BEGIN Data for review
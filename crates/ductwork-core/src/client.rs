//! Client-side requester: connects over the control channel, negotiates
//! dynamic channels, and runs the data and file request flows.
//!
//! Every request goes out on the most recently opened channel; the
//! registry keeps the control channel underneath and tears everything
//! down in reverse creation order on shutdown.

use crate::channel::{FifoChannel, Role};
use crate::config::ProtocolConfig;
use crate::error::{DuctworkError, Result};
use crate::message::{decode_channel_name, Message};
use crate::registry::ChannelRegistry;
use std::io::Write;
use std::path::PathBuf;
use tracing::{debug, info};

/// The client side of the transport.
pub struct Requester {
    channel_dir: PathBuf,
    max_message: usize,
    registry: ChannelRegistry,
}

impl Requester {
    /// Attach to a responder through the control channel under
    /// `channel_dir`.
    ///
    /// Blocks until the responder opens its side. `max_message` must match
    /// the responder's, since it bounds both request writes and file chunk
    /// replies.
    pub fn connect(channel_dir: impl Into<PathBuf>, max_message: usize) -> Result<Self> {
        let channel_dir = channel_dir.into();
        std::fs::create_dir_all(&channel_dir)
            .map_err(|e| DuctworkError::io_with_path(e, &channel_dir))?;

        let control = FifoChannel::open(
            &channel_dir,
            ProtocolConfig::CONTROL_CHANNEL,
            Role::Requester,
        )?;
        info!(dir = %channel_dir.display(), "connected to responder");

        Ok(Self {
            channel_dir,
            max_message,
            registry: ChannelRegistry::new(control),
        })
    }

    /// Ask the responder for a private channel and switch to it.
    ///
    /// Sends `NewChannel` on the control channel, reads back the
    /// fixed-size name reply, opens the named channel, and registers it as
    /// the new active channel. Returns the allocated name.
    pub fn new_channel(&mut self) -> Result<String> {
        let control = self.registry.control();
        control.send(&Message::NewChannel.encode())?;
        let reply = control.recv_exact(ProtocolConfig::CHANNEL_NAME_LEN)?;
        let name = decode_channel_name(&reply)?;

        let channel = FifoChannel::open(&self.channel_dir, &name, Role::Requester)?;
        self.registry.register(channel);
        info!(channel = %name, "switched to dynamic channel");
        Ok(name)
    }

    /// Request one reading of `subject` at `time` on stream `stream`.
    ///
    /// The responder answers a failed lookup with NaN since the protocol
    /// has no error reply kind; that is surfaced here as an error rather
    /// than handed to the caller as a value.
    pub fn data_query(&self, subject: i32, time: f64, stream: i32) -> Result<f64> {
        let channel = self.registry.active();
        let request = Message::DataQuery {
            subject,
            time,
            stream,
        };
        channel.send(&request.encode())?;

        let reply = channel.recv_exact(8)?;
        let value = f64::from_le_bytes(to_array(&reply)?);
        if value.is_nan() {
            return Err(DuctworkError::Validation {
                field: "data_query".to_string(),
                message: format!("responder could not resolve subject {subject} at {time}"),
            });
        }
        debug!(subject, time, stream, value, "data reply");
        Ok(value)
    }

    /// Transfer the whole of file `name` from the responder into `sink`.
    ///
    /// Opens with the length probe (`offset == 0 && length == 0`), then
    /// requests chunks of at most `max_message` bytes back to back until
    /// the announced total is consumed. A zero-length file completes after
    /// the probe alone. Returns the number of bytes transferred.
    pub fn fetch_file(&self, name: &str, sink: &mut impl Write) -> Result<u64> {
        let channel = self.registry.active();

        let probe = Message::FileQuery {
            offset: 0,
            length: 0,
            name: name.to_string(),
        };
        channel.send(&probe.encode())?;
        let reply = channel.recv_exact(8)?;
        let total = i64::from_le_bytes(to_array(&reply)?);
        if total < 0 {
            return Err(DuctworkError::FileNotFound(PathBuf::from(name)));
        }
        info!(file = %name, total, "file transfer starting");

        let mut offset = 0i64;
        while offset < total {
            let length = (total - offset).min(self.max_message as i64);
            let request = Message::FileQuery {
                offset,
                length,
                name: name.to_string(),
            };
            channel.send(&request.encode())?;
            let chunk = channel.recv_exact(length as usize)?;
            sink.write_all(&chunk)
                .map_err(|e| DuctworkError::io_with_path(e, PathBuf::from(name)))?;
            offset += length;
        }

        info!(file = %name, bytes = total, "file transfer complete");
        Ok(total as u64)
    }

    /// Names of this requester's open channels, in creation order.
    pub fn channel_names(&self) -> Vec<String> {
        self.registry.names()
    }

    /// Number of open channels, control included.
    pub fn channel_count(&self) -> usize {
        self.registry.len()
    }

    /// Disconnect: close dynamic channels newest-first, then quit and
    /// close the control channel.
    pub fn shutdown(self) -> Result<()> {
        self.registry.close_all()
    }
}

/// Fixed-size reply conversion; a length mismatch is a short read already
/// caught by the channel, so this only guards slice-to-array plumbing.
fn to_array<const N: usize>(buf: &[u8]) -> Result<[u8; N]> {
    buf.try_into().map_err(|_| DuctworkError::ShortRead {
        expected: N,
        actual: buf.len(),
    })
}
END Data for review
BEGIN Data for review
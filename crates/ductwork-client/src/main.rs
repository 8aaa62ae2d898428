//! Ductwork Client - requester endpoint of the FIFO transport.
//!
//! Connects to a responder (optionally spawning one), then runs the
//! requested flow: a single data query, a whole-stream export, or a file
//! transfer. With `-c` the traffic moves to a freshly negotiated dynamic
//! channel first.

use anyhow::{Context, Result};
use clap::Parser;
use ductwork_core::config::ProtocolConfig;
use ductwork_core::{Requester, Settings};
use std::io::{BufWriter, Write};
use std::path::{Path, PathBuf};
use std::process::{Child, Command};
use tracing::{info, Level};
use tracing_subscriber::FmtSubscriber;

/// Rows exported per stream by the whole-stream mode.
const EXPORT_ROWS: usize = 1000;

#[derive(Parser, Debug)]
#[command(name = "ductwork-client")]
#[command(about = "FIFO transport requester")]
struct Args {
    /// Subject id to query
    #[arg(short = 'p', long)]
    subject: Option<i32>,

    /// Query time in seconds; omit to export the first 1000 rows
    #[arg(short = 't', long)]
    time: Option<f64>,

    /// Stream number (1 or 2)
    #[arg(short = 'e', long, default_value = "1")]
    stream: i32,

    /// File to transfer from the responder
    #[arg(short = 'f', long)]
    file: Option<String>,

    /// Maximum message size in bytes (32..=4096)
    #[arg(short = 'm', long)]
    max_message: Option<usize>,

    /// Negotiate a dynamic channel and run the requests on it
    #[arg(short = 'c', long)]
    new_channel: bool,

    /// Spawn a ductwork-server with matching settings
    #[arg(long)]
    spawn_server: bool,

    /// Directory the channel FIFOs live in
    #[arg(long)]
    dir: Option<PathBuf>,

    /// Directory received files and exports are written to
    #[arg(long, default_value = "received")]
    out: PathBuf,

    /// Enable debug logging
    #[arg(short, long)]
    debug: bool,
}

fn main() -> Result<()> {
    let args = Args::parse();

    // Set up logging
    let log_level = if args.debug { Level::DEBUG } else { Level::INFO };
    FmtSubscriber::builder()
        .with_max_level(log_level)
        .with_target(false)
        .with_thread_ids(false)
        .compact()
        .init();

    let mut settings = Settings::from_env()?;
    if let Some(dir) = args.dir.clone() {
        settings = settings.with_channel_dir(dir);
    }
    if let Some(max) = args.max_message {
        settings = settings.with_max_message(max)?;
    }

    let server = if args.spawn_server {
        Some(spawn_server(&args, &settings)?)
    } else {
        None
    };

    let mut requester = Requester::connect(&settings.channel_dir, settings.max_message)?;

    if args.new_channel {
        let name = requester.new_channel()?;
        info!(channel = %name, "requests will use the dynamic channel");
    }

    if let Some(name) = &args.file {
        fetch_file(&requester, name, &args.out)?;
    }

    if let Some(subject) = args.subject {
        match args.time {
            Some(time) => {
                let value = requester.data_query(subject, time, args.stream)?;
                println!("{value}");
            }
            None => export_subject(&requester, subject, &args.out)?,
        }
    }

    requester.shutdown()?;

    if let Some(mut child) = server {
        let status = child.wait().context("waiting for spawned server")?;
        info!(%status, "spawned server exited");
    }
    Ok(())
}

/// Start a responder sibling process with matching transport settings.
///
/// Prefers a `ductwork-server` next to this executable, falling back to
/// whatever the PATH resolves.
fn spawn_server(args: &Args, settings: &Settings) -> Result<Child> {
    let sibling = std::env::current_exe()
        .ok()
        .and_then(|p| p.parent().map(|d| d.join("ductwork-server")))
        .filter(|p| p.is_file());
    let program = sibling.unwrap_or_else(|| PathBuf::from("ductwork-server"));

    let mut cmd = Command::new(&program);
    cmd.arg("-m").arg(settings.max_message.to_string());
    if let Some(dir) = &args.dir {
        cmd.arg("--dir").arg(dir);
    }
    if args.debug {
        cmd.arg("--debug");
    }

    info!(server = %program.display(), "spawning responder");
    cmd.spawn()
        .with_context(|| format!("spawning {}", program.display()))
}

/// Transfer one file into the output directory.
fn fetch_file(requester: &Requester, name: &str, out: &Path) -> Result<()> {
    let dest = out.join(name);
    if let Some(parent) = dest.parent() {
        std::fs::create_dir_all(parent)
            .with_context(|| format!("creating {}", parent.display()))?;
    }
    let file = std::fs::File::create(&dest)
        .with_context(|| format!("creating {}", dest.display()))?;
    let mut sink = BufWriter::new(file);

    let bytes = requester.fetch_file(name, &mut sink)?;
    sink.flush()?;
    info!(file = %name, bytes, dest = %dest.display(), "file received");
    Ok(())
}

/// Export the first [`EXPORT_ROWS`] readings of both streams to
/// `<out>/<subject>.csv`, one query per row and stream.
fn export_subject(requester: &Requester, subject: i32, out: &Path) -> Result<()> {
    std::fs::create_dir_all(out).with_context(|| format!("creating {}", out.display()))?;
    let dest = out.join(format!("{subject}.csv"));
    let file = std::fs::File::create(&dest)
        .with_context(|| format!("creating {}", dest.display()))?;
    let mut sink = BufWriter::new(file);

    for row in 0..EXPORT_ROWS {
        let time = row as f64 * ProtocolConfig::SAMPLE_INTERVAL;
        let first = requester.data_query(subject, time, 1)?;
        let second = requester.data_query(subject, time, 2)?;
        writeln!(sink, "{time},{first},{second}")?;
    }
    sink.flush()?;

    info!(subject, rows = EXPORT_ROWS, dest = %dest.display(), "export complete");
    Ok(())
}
END Data for review
BEGIN Data for review
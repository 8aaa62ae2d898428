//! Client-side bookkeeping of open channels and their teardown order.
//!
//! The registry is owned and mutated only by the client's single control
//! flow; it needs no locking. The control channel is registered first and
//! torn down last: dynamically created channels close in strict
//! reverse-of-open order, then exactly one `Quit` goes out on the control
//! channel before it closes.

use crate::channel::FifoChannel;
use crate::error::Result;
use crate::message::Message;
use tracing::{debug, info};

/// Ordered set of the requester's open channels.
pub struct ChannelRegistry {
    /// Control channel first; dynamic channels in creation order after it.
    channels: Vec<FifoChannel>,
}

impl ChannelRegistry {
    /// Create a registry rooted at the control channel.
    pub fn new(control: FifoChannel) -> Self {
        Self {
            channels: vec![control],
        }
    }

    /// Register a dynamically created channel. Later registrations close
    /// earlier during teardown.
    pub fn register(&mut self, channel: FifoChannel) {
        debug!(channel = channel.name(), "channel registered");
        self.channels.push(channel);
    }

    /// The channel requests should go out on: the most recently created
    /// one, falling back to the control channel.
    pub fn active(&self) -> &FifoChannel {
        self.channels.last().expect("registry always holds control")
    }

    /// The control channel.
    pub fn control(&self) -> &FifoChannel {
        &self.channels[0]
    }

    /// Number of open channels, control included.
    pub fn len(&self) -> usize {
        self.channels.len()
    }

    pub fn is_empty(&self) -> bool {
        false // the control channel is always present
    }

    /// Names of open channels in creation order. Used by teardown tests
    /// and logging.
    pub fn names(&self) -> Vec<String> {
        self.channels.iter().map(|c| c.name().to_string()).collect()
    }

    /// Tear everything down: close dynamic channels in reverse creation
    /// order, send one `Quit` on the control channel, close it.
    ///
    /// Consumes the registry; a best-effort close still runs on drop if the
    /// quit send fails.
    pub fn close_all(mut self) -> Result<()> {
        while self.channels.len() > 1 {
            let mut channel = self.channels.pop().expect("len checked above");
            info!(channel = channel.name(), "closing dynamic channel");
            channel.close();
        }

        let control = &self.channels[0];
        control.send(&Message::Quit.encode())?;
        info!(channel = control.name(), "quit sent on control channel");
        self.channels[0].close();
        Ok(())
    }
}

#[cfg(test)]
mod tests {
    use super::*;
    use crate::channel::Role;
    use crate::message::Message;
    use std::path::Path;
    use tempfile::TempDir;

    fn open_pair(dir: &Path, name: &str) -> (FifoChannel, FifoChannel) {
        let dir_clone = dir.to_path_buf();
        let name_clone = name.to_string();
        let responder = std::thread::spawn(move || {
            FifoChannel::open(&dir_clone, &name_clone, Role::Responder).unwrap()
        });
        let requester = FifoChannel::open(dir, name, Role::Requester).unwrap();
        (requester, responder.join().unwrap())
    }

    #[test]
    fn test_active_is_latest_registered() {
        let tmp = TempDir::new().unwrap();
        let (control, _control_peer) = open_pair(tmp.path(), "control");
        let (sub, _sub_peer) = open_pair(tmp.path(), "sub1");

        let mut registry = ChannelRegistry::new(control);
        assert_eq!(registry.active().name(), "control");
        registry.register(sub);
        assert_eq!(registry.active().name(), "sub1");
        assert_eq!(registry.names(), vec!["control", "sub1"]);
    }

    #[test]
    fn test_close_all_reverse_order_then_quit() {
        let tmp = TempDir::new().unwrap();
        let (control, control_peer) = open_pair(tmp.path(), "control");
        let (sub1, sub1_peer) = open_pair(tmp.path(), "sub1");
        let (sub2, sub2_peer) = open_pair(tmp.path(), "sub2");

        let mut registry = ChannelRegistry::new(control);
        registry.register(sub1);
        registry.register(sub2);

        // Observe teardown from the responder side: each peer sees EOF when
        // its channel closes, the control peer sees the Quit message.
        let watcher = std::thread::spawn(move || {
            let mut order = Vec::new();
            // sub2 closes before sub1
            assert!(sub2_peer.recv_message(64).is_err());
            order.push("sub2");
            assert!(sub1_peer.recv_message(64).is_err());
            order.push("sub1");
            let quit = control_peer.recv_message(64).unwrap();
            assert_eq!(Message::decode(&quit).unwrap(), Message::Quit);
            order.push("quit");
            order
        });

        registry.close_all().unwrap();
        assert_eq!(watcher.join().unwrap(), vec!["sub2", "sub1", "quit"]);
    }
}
END Data for review
[What this task involves] Among the lines above, find those with the word "NewChannel". Copy them.

[Response area]
    /// Sends `NewChannel` on the control channel, reads back the
        control.send(&Message::NewChannel.encode())?;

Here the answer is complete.